What you trust us with
- — Verifier key custody. If the verifier key is leaked, an attacker can authorize claims they shouldn't. Mitigation: KMS, rotation, monitoring.
- — DKIM verification correctness. If our DKIM checker accepts a spoofed signature, an attacker can send from your address. We use mailauth, the same library hardened email infra uses.
- — Server wallet operator (Privy). Privy holds the server-controlled keys that sign your outbound sends. Their security model is your wallet's security model.
- — Email account. Whoever controls your inbox can also send valid DKIM-signed emails from it. Defending the inbox is on you.
What we can never do, even malicious
- — Move escrow funds to ourselves.
- — Block a sender from reclaiming after expiry.
- — Sign claims that bypass the on-chain pubkey check.
- — Read your recipient list from the chain.
The $Email token + fee loop
$Email is the protocol token.
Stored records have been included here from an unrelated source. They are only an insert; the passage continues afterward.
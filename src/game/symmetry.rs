//! D4 symmetry group operations on a single board

use serde::{Deserialize, Serialize};

use super::board::Cell;

/// D4 symmetry transformation (dihedral group of the square)
#[derive(Debug, Clone, Copy, PartialEq, Eq, Hash, Serialize, Deserialize)]
pub struct D4Transform {
    /// Rotation in degrees (0, 90, 180, 270)
    pub rotation: u16,
    /// Whether to apply reflection
    pub reflection: bool,
}

impl D4Transform {
    /// Get all 8 D4 transforms
    pub fn all() -> Vec<D4Transform> {
        let mut transforms = Vec::with_capacity(8);
        for rotation in [0, 90, 180, 270] {
            for reflection in [false, true] {
                transforms.push(D4Transform {
                    rotation,
                    reflection,
                });
            }
        }
        transforms
    }

    /// Map a cell index (0-8) to its image under the transform
    ///
    /// Reflection (mirror across the vertical axis) is applied before the
    /// clockwise rotation.
    pub fn transform_position(&self, pos: usize) -> usize {
        let (mut row, mut col) = (pos / 3, pos % 3);

        if self.reflection {
            col = 2 - col;
        }

        for _ in 0..(self.rotation / 90) {
            (row, col) = (col, 2 - row);
        }

        row * 3 + col
    }

    /// Apply transform to an array of cells
    pub fn apply_to_cells(&self, cells: &[Cell; 9]) -> [Cell; 9] {
        let mut transformed = [Cell::Empty; 9];
        for (idx, &cell) in cells.iter().enumerate() {
            transformed[self.transform_position(idx)] = cell;
        }
        transformed
    }
}
//! Transposition table keyed by board configuration

use std::collections::HashMap;

use clap::ValueEnum;
use serde::{Deserialize, Serialize};

use crate::{
    game::BoardKey,
    types::{PLAYER_ONE_WINS, PLAYER_TWO_WINS, Value},
};

/// Which search results are allowed into the table
#[derive(
    Debug, Clone, Copy, PartialEq, Eq, Hash, Default, Serialize, Deserialize, ValueEnum,
)]
#[serde(rename_all = "kebab-case")]
pub enum CachePolicy {
    /// Store only values proven exact for the position
    #[default]
    ExactOnly,
    /// Store every result, including fail-high and fail-low bounds
    ///
    /// A bound stored this way may be served to a later call with a wider
    /// window and change the root value. Kept to reproduce the classic
    /// course-assignment solver's output.
    Unconditional,
}

impl CachePolicy {
    /// Whether a result computed inside the window `(alpha, beta)` may be stored.
    ///
    /// A fail-low result is only an upper bound and a fail-high result only a
    /// lower bound. With values restricted to ±1, such a bound is still exact
    /// when it sits on the matching end of the value range.
    pub fn admits(self, value: Value, alpha: Value, beta: Value) -> bool {
        match self {
            CachePolicy::Unconditional => true,
            CachePolicy::ExactOnly => {
                if value <= alpha {
                    value == PLAYER_TWO_WINS
                } else if value >= beta {
                    value == PLAYER_ONE_WINS
                } else {
                    true
                }
            }
        }
    }
}

/// Cache from canonical board key to game value
///
/// Entries are write-once: a key, once stored, keeps its value for the
/// lifetime of the table. There is no eviction.
#[derive(Debug, Clone, Default, Serialize, Deserialize)]
pub struct TranspositionTable {
    entries: HashMap<BoardKey, Value>,
}

impl TranspositionTable {
    pub fn new() -> Self {
        Self::default()
    }

    pub fn lookup(&self, key: &BoardKey) -> Option<Value> {
        self.entries.get(key).copied()
    }

    /// Store a value for `key`.
    ///
    /// Storing the value already present is a no-op.
    ///
    /// # Errors
    ///
    /// Returns [`crate::Error::CacheConflict`] if a different value is already
    /// stored; the table is left unchanged.
    pub fn store(&mut self, key: BoardKey, value: Value) -> Result<(), crate::Error> {
        if let Some(&stored) = self.entries.get(&key) {
            if stored != value {
                return Err(crate::Error::CacheConflict {
                    key: key.into_inner(),
                    stored,
                    attempted: value,
                });
            }
            return Ok(());
        }
        self.entries.insert(key, value);
        Ok(())
    }

    pub fn len(&self) -> usize {
        self.entries.len()
    }

    pub fn is_empty(&self) -> bool {
        self.entries.is_empty()
    }

    pub fn clear(&mut self) {
        self.entries.clear();
    }
}

#[cfg(test)]
mod tests {
    use super::*;
    use crate::game::BoardState;

    fn key(s: &str) -> BoardKey {
        BoardState::from_key(s).unwrap().canonical_key()
    }

    #[test]
    fn test_lookup_miss_then_hit() {
        let mut table = TranspositionTable::new();
        let k = key("x00000000");
        assert_eq!(table.lookup(&k), None);

        table.store(k.clone(), 1).unwrap();
        assert_eq!(table.lookup(&k), Some(1));
        assert_eq!(table.len(), 1);
    }

    #[test]
    fn test_store_same_value_is_idempotent() {
        let mut table = TranspositionTable::new();
        let k = key("0000x0000");
        table.store(k.clone(), -1).unwrap();
        table.store(k.clone(), -1).unwrap();
        assert_eq!(table.len(), 1);
        assert_eq!(table.lookup(&k), Some(-1));
    }

    #[test]
    fn test_store_conflict_is_rejected() {
        let mut table = TranspositionTable::new();
        let k = key("0000x0000");
        table.store(k.clone(), -1).unwrap();
        let err = table.store(k.clone(), 1).unwrap_err();
        assert!(matches!(
            err,
            crate::Error::CacheConflict {
                stored: -1,
                attempted: 1,
                ..
            }
        ));
        assert_eq!(table.lookup(&k), Some(-1));
    }

    #[test]
    fn test_exact_only_admits_interior_values() {
        let policy = CachePolicy::ExactOnly;
        assert!(policy.admits(1, Value::MIN, Value::MAX));
        assert!(policy.admits(-1, Value::MIN, Value::MAX));
        assert!(policy.admits(1, -1, Value::MAX));
    }

    #[test]
    fn test_exact_only_admits_bounds_at_range_ends() {
        let policy = CachePolicy::ExactOnly;
        // fail-low at -1 can only be -1
        assert!(policy.admits(-1, -1, Value::MAX));
        // fail-high at +1 can only be +1
        assert!(policy.admits(1, Value::MIN, 1));
    }

    #[test]
    fn test_exact_only_rejects_loose_bounds() {
        let policy = CachePolicy::ExactOnly;
        // fail-low +1 says nothing about the true value
        assert!(!policy.admits(1, 1, Value::MAX));
        // fail-high -1 says nothing either
        assert!(!policy.admits(-1, Value::MIN, -1));
        assert!(CachePolicy::Unconditional.admits(1, 1, Value::MAX));
    }
}
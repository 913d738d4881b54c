//! Minimax search with alpha-beta pruning and a board-keyed transposition table
//!
//! The search is a plain recursive depth-first traversal. All mutable state
//! (table, visit log, counters) lives in a [`SearchContext`] owned by the
//! caller, so independent searches never share results unless the caller
//! hands them the same context.

use std::time::Instant;

use serde::{Deserialize, Serialize};
use tracing::{debug, trace, warn};

use super::{
    diagnostics::{SearchStats, VisitLog},
    transposition::TranspositionTable,
};
use crate::{
    app::SearchConfig,
    game::{HistoryNode, Player},
    types::{Value, describe_value},
};

/// How often (in expanded positions) the wall clock is consulted
const CLOCK_CHECK_INTERVAL: u64 = 1024;

/// Mutable state shared by every call of one or more searches
#[derive(Debug, Clone, Default)]
pub struct SearchContext {
    pub table: TranspositionTable,
    pub visits: VisitLog,
    pub stats: SearchStats,
}

impl SearchContext {
    pub fn new(record_histories: bool) -> Self {
        SearchContext {
            table: TranspositionTable::new(),
            visits: VisitLog::new(record_histories),
            stats: SearchStats::default(),
        }
    }

    /// Drop all cached values and diagnostics
    pub fn reset(&mut self) {
        self.table.clear();
        self.visits.clear();
        self.stats = SearchStats::default();
    }
}

/// Why a search stopped before producing a value
#[derive(Debug, Clone, Copy, PartialEq, Eq, Serialize, Deserialize)]
pub enum AbortReason {
    NodeBudget { limit: u64 },
    TimeLimit { limit_ms: u64 },
}

/// Result of a root search
#[derive(Debug, Clone, Copy, PartialEq, Eq, Serialize, Deserialize)]
pub enum SearchOutcome {
    Solved(Value),
    Aborted(AbortReason),
}

impl SearchOutcome {
    pub fn value(&self) -> Option<Value> {
        match self {
            SearchOutcome::Solved(value) => Some(*value),
            SearchOutcome::Aborted(_) => None,
        }
    }
}

/// Alpha-beta engine configured by a [`SearchConfig`]
#[derive(Debug, Clone)]
pub struct AlphaBetaSearch {
    config: SearchConfig,
    started: Option<Instant>,
    visits_at_start: u64,
    aborted: Option<AbortReason>,
}

impl AlphaBetaSearch {
    /// Create an engine.
    ///
    /// # Errors
    ///
    /// Returns error if the configuration does not validate.
    pub fn new(config: SearchConfig) -> Result<Self, crate::Error> {
        config.validate()?;
        Ok(AlphaBetaSearch {
            config,
            started: None,
            visits_at_start: 0,
            aborted: None,
        })
    }

    pub fn config(&self) -> &SearchConfig {
        &self.config
    }

    /// Search `node` with an unbounded window.
    ///
    /// Values are always from player 1's point of view, so player 1 is the
    /// maximizing side whichever player is to move at the root.
    ///
    /// # Errors
    ///
    /// Returns error if the node was built for a different board count, or
    /// if the transposition table reports a conflicting store.
    pub fn run(
        &mut self,
        node: &HistoryNode,
        ctx: &mut SearchContext,
    ) -> Result<SearchOutcome, crate::Error> {
        self.begin(ctx);
        self.run_within(node, ctx)
    }

    /// Start the clock and the node budget from the current state of `ctx`.
    pub fn begin(&mut self, ctx: &SearchContext) {
        self.started = Some(Instant::now());
        self.aborted = None;
        self.visits_at_start = ctx.visits.count();
    }

    /// Like [`AlphaBetaSearch::run`], but charged against the budget opened
    /// by the last [`AlphaBetaSearch::begin`]. Several root searches can
    /// share one node budget and one deadline this way.
    ///
    /// # Errors
    ///
    /// Same as [`AlphaBetaSearch::run`].
    pub fn run_within(
        &mut self,
        node: &HistoryNode,
        ctx: &mut SearchContext,
    ) -> Result<SearchOutcome, crate::Error> {
        if node.num_boards() != self.config.num_boards {
            return Err(crate::Error::InvalidConfiguration {
                message: format!(
                    "position has {} board(s) but the search is configured for {}",
                    node.num_boards(),
                    self.config.num_boards
                ),
            });
        }

        let visits_before = ctx.visits.count();
        let maximizing = node.current_player() == Player::One;
        debug!(
            boards = self.config.num_boards,
            history = ?node.actions(),
            ordering = ?self.config.ordering,
            policy = ?self.config.cache_policy,
            "starting alpha-beta search"
        );

        let outcome = match self.search(ctx, node, Value::MIN, Value::MAX, maximizing)? {
            Some(value) => SearchOutcome::Solved(value),
            None => {
                let reason = self
                    .aborted
                    .unwrap_or(AbortReason::NodeBudget { limit: 0 });
                warn!(?reason, visited = ctx.visits.count() - visits_before, "search aborted");
                SearchOutcome::Aborted(reason)
            }
        };

        if let SearchOutcome::Solved(value) = outcome {
            debug!(
                value,
                outcome = describe_value(value),
                visited = ctx.visits.count() - visits_before,
                cached = ctx.table.len(),
                cache_hits = ctx.stats.cache_hits,
                cutoffs = ctx.stats.cutoffs,
                "search finished"
            );
        }
        Ok(outcome)
    }

    /// One recursive call. `None` means the search was aborted.
    fn search(
        &mut self,
        ctx: &mut SearchContext,
        node: &HistoryNode,
        mut alpha: Value,
        mut beta: Value,
        maximizing: bool,
    ) -> Result<Option<Value>, crate::Error> {
        let key = node.key();
        if let Some(value) = ctx.table.lookup(&key) {
            ctx.stats.cache_hits += 1;
            return Ok(Some(value));
        }

        if self.budget_exhausted(ctx) {
            return Ok(None);
        }

        ctx.visits.record(node.actions());
        ctx.stats.max_depth = ctx.stats.max_depth.max(node.actions().len());

        if let Some(value) = node.terminal_value() {
            ctx.stats.terminal_nodes += 1;
            return Ok(Some(value));
        }

        let (alpha_in, beta_in) = (alpha, beta);
        let mut best = if maximizing { Value::MIN } else { Value::MAX };

        for action in node.ordered_actions(self.config.ordering) {
            let child = node.update(action)?;
            let Some(value) = self.search(ctx, &child, alpha, beta, !maximizing)? else {
                return Ok(None);
            };

            if maximizing {
                best = best.max(value);
                alpha = alpha.max(best);
            } else {
                best = best.min(value);
                beta = beta.min(best);
            }

            if alpha >= beta {
                ctx.stats.cutoffs += 1;
                trace!(history = ?node.actions(), action, best, "cutoff");
                break;
            }
        }

        if self.config.cache_policy.admits(best, alpha_in, beta_in) {
            ctx.table.store(key, best)?;
            ctx.stats.stores += 1;
        } else {
            ctx.stats.skipped_stores += 1;
        }
        Ok(Some(best))
    }

    fn budget_exhausted(&mut self, ctx: &SearchContext) -> bool {
        if self.aborted.is_some() {
            return true;
        }

        let expanded = ctx.visits.count() - self.visits_at_start;
        if let Some(limit) = self.config.node_budget
            && expanded >= limit
        {
            self.aborted = Some(AbortReason::NodeBudget { limit });
            return true;
        }

        if let (Some(limit), Some(started)) = (self.config.time_limit(), self.started)
            && expanded.is_multiple_of(CLOCK_CHECK_INTERVAL)
            && started.elapsed() >= limit
        {
            self.aborted = Some(AbortReason::TimeLimit {
                limit_ms: self.config.time_limit_ms.unwrap_or_default(),
            });
            return true;
        }

        false
    }
}

/// Solve a position from `history` on `num_boards` boards with default settings.
///
/// Returns the game value and every history expanded during the search, in
/// visit order. A fresh context is used, so repeated calls are independent.
///
/// # Errors
///
/// Returns error if the board count is zero or the history is not legal.
///
/// # Examples
///
/// ```
/// use notakto::search::solve;
///
/// let (value, visited) = solve(&[], 1).unwrap();
/// assert_eq!(value, 1); // first player wins on a single board
/// assert_eq!(visited[0], Vec::<usize>::new());
/// ```
pub fn solve(history: &[usize], num_boards: usize) -> Result<(Value, Vec<Vec<usize>>), crate::Error> {
    solve_with(history, &SearchConfig::new(num_boards))
}

/// Like [`solve`], with an explicit configuration.
///
/// # Errors
///
/// Returns error for an invalid configuration or history, or
/// [`crate::Error::SearchAborted`] if a budget stops the search.
pub fn solve_with(
    history: &[usize],
    config: &SearchConfig,
) -> Result<(Value, Vec<Vec<usize>>), crate::Error> {
    let node = HistoryNode::new(config.num_boards, history)?;
    let mut engine = AlphaBetaSearch::new(config.clone())?;
    let mut ctx = SearchContext::new(config.record_histories);

    match engine.run(&node, &mut ctx)? {
        SearchOutcome::Solved(value) => Ok((value, ctx.visits.into_histories())),
        SearchOutcome::Aborted(reason) => Err(crate::Error::SearchAborted {
            visited: ctx.visits.count(),
            reason: format!("{reason:?}"),
        }),
    }
}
Fair-launched on PumpFun — no team allocation, no presale, no vesting. Two independent SOL streams flow into it, and both reduce supply.
Contract
Stream 1 — Protocol fee (0.5% on every send)
Every envelope pays 0.5% of the gross amount to a treasury wallet at create time. The fee is hard-capped in the program at 200 bps (2%); we ship at 50 bps and that's enforced on-chain.
The treasury is not idle. A cron sweeps accumulated SOL, swaps it for $Email on Jupiter / PumpSwap, and burns 100% of what it buys. Every send shrinks the supply.
Stream 2 — PumpFun creator fees (20% of creator fees)
$Email is launched on PumpFun, which pays a creator fee on every trade of the token. We split that stream:
- — 80% to the team wallet. Funds operations (Resend, Helius RPC, Privy, hosting) and salaries. Withdrawable to any Solana address — no time-lock.
- — 20% into the same buy-and-burn pipeline. Joins the protocol-fee stream in the 15-minute swap on Jupiter and is burned with it. Every trade also shrinks the supply.
We picked burn over a holder-airdrop on purpose. Anything we send to "holders" gets farmed by snapshot sniping and whale wallets. Burning is transparent (the burn tx is public), un-farmable, and rewards every holder equally — by making the supply smaller.
envelope sent ─┐
│
├──→ treasury (SOL)
│ │
PumpFun trade ──┤ ├──→ swap on Jupiter ──→ burn $Email
(20% of fee) ┘ │
│
team wallet (80%) ←─────┘Both streams converge in the same burn address. You can verify the full flow on-chain at any time — envelope create_fee tx → treasury → swap → burn.
Edge cases
Recipient never claims
After 30 days, anyone can submit reclaim_expired. We run a daily cron for our own users; you can also hit Solana directly. Funds always return to the original sender.
Sender mistypes an amount or recipient
We don't bounce typos for you, so re-read the subject before hitting Send. If the recipient address is wrong and they never claim, the funds return to you automatically after 30 days via reclaim_expired. If the recipient is right but you wanted a different amount, ask them to claim and refund the difference.
Spoofed sender
If DKIM verification fails, the email is rejected at the gate. Providers without DKIM (rare) cannot send money — we don't fall back to permissive checks.
Recipient already has a Solana wallet
On claim, Privy provisions a Solana wallet bound to their Google account. If they already have one tied to that email, they receive into it. They can later export the key and move to a non-custodial wallet they run themselves.
API surface
The backend exposes a handful of endpoints. Most are internal (Cloudflare Email Worker). A few are public.
GET /statsPublic, no auth. Returns aggregated counts. Used by the dashboard.
GET /verifierPublic. Returns the verifier authority pubkey.
GET /claim-info/:idPublic. Anonymized envelope info for the claim page (amount, token, status). Never returns the recipient email.
POST /claimRecipient-side claim. Requires a Privy access token for email-ownership proof. Server submits claim_envelope.
POST /registerBinds a Google-verified email to a Privy server-wallet on first /start visit.
POST /wallet/activityPrivy-auth. Returns the signed-in user's sent + received envelopes.
POST /wallet/withdrawPrivy-auth. SystemProgram.transfer signed by the user's server-wallet to any external Solana address.